How Much Whey Protein Consumption is Safe?
How much whey protein is too much whey protein? Or how much whey protein per day is considered safe for consumption? Or how much should you even take. These are all questions that you might be having so let’s dive into it.
Let us first understand why people consume whey protein or protein in general.
Dietary protein is an essential macronutrient, which is required by all healthy adults on a daily basis. It’s imperative that all healthy adults consume adequate amounts of protein whether they are active or not. To begin, we look at protein from two different perspectives – one from a nutritional standpoint and secondly from protein in the body. Dietary proteins are essential as they help to provide building blocks of proteins within the body. After a protein is ingested, it has the potential to perform thousands of different functions within the body from structure, function and regulation processes. These proteins in the body support vital functions and they function far beyond just muscle. There are many specialized proteins such as collagen, keratin, actin, myosin and more. As a matter of fact, there are potentially over a million different types of protein found in the body with many more yet to be discovered.
Is Whey Protein Safe?
To understand if whey protein is safe, we first need to understand how whey protein is made and what’s in it.

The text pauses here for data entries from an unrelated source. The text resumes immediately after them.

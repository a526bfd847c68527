mod aspect_ratio;
mod styles;

pub use aspect_ratio::AspectRatio;
pub use styles::{StyleCatalog, StyleOption, StyleSelection, NO_STYLE_ID};
use chrono::{DateTime, Utc};
use serde::{Deserialize, Serialize};

use crate::locale::WELCOME_MESSAGE;

#[derive(Debug, Clone, Copy, PartialEq, Eq, Serialize, Deserialize)]
#[serde(rename_all = "lowercase")]
pub enum Role {
    User,
    Assistant,
}

#[derive(Debug, Clone, PartialEq, Eq, Serialize, Deserialize)]
#[serde(rename_all = "camelCase")]
pub struct ConversationMessage {
    pub id: u64,
    pub role: Role,
    pub text: String,
    pub created_at: i64,
    #[serde(default, skip_serializing_if = "Option::is_none")]
    pub image: Option<String>,
}

impl ConversationMessage {
    pub fn created_at_utc(&self) -> Option<DateTime<Utc>> {
        DateTime::from_timestamp_millis(self.created_at)
    }
}

/// Append-only, creation-ordered list of conversation messages.
///
/// Message ids come from the creation time in milliseconds and are bumped
/// past the previous id so they stay strictly increasing.
#[derive(Debug, Clone, Default, PartialEq, Eq)]
pub struct Transcript {
    messages: Vec<ConversationMessage>,
}

impl Transcript {
    pub fn new() -> Self {
        Self::default()
    }

    pub fn with_welcome() -> Self {
        let mut transcript = Self::new();
        transcript.push(Role::Assistant, WELCOME_MESSAGE, None);
        transcript
    }

    pub fn push(
        &mut self,
        role: Role,
        text: impl Into<String>,
        image: Option<String>,
    ) -> &ConversationMessage {
        let created_at = Utc::now().timestamp_millis();
        let id = self.next_id(created_at);
        self.messages.push(ConversationMessage {
            id,
            role,
            text: text.into(),
            created_at,
            image,
        });
        &self.messages[self.messages.len() - 1]
    }

    pub fn messages(&self) -> &[ConversationMessage] {
        self.messages.as_slice()
    }

    pub fn len(&self) -> usize {
        self.messages.len()
    }

    pub fn is_empty(&self) -> bool {
        self.messages.is_empty()
    }

    pub fn last(&self) -> Option<&ConversationMessage> {
        self.messages.last()
    }

    pub fn last_by_role(&self, role: Role) -> Option<&ConversationMessage> {
        self.messages.iter().rev().find(|message| message.role == role)
    }

    pub fn count_by_role(&self, role: Role) -> usize {
        self.messages
            .iter()
            .filter(|message| message.role == role)
            .count()
    }

    fn next_id(&self, created_at: i64) -> u64 {
        let candidate = created_at.max(0) as u64;
        match self.messages.last() {
            Some(last) if last.id >= candidate => last.id + 1,
            _ => candidate,
        }
    }
}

Whey is a dairy protein derived from cow’s milk.
Cow’s Milk is comprised of about 88% water and variable amounts of all three macronutrients: 5% Carbohydrates, 4% Fat and 3% Protein. From that Protein, there are two main Proteins, which include Casein and Whey. Casein is the most abundant Protein at 80%, while the remaining 20% is Whey. Whey and Casein can be found in dairy products such as fluid milk, hard cheeses, soft cheeses, yogurt, and milk-based desserts like frozen yogurt and puddings.
How is whey protein made?
Whey and Casein are separated through the cheese making process. Either enzymes, heat or acids are added to liquid milk to begin the coagulation process. Generally, Rennet is added to milk to allow Casein and Whey to separate. The Casein will begin to thicken, which allows the Proteins to divide. From there, the liquid Whey is then pasteurized, then dried. Using different processing techniques, Whey can be made into these common forms of powder, which include Whey Protein Concentrate (WPC), Whey Protein Isolate (WPI) and Whey Protein Hydrolysate (WPH).

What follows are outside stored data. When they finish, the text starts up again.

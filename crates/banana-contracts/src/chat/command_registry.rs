#[derive(Clone, Copy, Debug)]
pub(crate) struct CommandSpec {
    pub command: &'static str,
    pub action: &'static str,
    pub arg_key: &'static str,
}

/// Commands whose whole remainder is one free-text argument.
pub(crate) const RAW_ARG_COMMANDS: &[CommandSpec] = &[
    CommandSpec {
        command: "style",
        action: "set_style",
        arg_key: "style",
    },
    CommandSpec {
        command: "ratio",
        action: "set_ratio",
        arg_key: "ratio",
    },
    CommandSpec {
        command: "image",
        action: "generate_image",
        arg_key: "prompt",
    },
    CommandSpec {
        command: "open",
        action: "open_history_entry",
        arg_key: "id",
    },
];

pub(crate) const SINGLE_PATH_COMMANDS: &[CommandSpec] = &[
    CommandSpec {
        command: "attach",
        action: "attach",
        arg_key: "path",
    },
    CommandSpec {
        command: "export",
        action: "export_image",
        arg_key: "path",
    },
];

pub(crate) const NO_ARG_COMMANDS: &[CommandSpec] = &[
    CommandSpec {
        command: "help",
        action: "help",
        arg_key: "",
    },
    CommandSpec {
        command: "detach",
        action: "detach",
        arg_key: "",
    },
    CommandSpec {
        command: "surprise",
        action: "surprise",
        arg_key: "",
    },
    CommandSpec {
        command: "history",
        action: "show_history",
        arg_key: "",
    },
    CommandSpec {
        command: "clear_history",
        action: "clear_history",
        arg_key: "",
    },
    CommandSpec {
        command: "copy",
        action: "copy_last",
        arg_key: "",
    },
    CommandSpec {
        command: "styles",
        action: "list_styles",
        arg_key: "",
    },
    CommandSpec {
        command: "ratios",
        action: "list_ratios",
        arg_key: "",
    },
    CommandSpec {
        command: "quit",
        action: "quit",
        arg_key: "",
    },
    CommandSpec {
        command: "exit",
        action: "quit",
        arg_key: "",
    },
];

pub const CHAT_HELP_COMMANDS: &[&str] = &[
    "/style <id>",
    "/ratio <w:h>",
    "/attach <path>",
    "/detach",
    "/surprise",
    "/image <prompt>",
    "/export [dir]",
    "/history",
    "/open <id>",
    "/clear_history",
    "/copy",
    "/styles",
    "/ratios",
    "/quit",
];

Whey is not made in some laboratory from some chemicals, chances are if you are someone who consumes milk and milk products, you are consuming whey without even knowing it. However, there might be some instances when whey might not be suitable for someone.
Medical History
Typically, for a healthy adults consuming whey protein in the recommended amount will cause no issue. In case of children/adolescents check with their paediatrician and in case of any pre-existing medical condition check with the doctor if the Whey based supplement is right for you.

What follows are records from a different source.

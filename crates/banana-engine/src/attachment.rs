use std::fs;
use std::path::Path;

use anyhow::{anyhow, Context, Result};
use base64::engine::general_purpose::STANDARD as BASE64;
use base64::Engine as _;

use crate::generation::ContentPart;

/// An image the user attached to a conversation turn, held in memory.
#[derive(Debug, Clone, PartialEq, Eq)]
pub struct Attachment {
    pub file_name: String,
    pub mime_type: String,
    pub bytes: Vec<u8>,
}

impl Attachment {
    pub fn new(file_name: impl Into<String>, mime_type: impl Into<String>, bytes: Vec<u8>) -> Self {
        Self {
            file_name: file_name.into(),
            mime_type: mime_type.into(),
            bytes,
        }
    }

    pub fn to_data_url(&self) -> String {
        data_url(&self.mime_type, &self.bytes)
    }

    pub fn to_content_part(&self) -> ContentPart {
        ContentPart::inline(&self.mime_type, &self.bytes)
    }
}

/// Reads an image file into memory. The media type is sniffed from the
/// content, falling back to the extension; anything else is rejected.
pub fn read_attachment(path: &Path) -> Result<Attachment> {
    let bytes = fs::read(path).with_context(|| format!("failed reading {}", path.display()))?;
    let mime_type = sniff_image_mime(&bytes)
        .or_else(|| mime_for_path(path))
        .ok_or_else(|| anyhow!("{} is not a supported image", path.display()))?;
    let file_name = path
        .file_name()
        .map(|name| name.to_string_lossy().to_string())
        .unwrap_or_else(|| path.display().to_string());
    tracing::debug!(file = %file_name, mime_type, size = bytes.len(), "attachment read");
    Ok(Attachment::new(file_name, mime_type, bytes))
}

pub fn data_url(mime_type: &str, bytes: &[u8]) -> String {
    format!("data:{mime_type};base64,{}", BASE64.encode(bytes))
}

fn sniff_image_mime(bytes: &[u8]) -> Option<&'static str> {
    image::guess_format(bytes)
        .ok()
        .map(|format| format.to_mime_type())
}

fn mime_for_path(path: &Path) -> Option<&'static str> {
    let ext = path.extension()?.to_string_lossy().to_ascii_lowercase();
    match ext.as_str() {
        "png" => Some("image/png"),
        "jpg" | "jpeg" => Some("image/jpeg"),
        "webp" => Some("image/webp"),
        "gif" => Some("image/gif"),
        "heic" => Some("image/heic"),
        "heif" => Some("image/heif"),
        _ => None,
    }
}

Allergies/Food Intolerances
Whey protein is made from milk. People with known milk allergy should avoid consuming whey protein. In case of people with lactose sensitivity or intolerance, Whey Protein Isolate based supplements might be better suited as most of lactose (milk sugar) is removed during the filtration process used while making whey protein isolates. However not 100% of lactose can be removed so always check for “Lactose-Free” claim on the label and/or start with a 1/4th scoop and check your tolerance and work your way up to a full scoop gradually. In case of food allergies as well check with your doctor/dietitian first.
How many scoops of whey protein a day is safe for you? OR how much whey protein do you really need?
Typically for a healthy Indian adult even when not physically active you will need around 0.8-1-gram protein per kilogram of body weight. So, for example a 50 Kg weighing healthy adult will need 40-50g protein per day. Now if you exercise and depending on intensity of exercise your protein needs can go as high as 1.5- 2grams of protein per kilogram of body weight, so the same 50 kg adult might need up to 100g of protein.
A carefully planned Indian vegetarian diet even without supplementation can provide up to 40-50 grams of protein. A supplement such as whey comes in handy to provide you those extra grams of proteins which helps you meet your now increased protein needs.
Typically, a scoop of whey protein will provide ~24 grams of protein. So, depending on you your diet, exercise levels and goal you might need 1-2 scoops of whey protein. Consult with your registered dietitian who can help create a personalised diet plan for you.
Dietary Protein
When it comes to protein consumption, you should always follow a food first approach. Try and eat a balanced protein rich diet. There are multiple food sources that provide dietary protein. Such as- Animal Protein Food Sources- Eggs, Chicken, Meat, Fish, Milk and Milk Products Plant Protein Food Sources- Lentils, Daals, Soy, Soy Products, Nuts
Take Home Message
How much whey protein you need to, or you can consume depends on your diet, physical activity levels and goals. 1-2 scoops a day works for most people but always work with a registered dietitian who can personalize you diet and work the supplementation in it for you. Typically, consuming whey protein for a healthy issue should cause no issue. In case of any medical issues or food allergies consult with your doctor.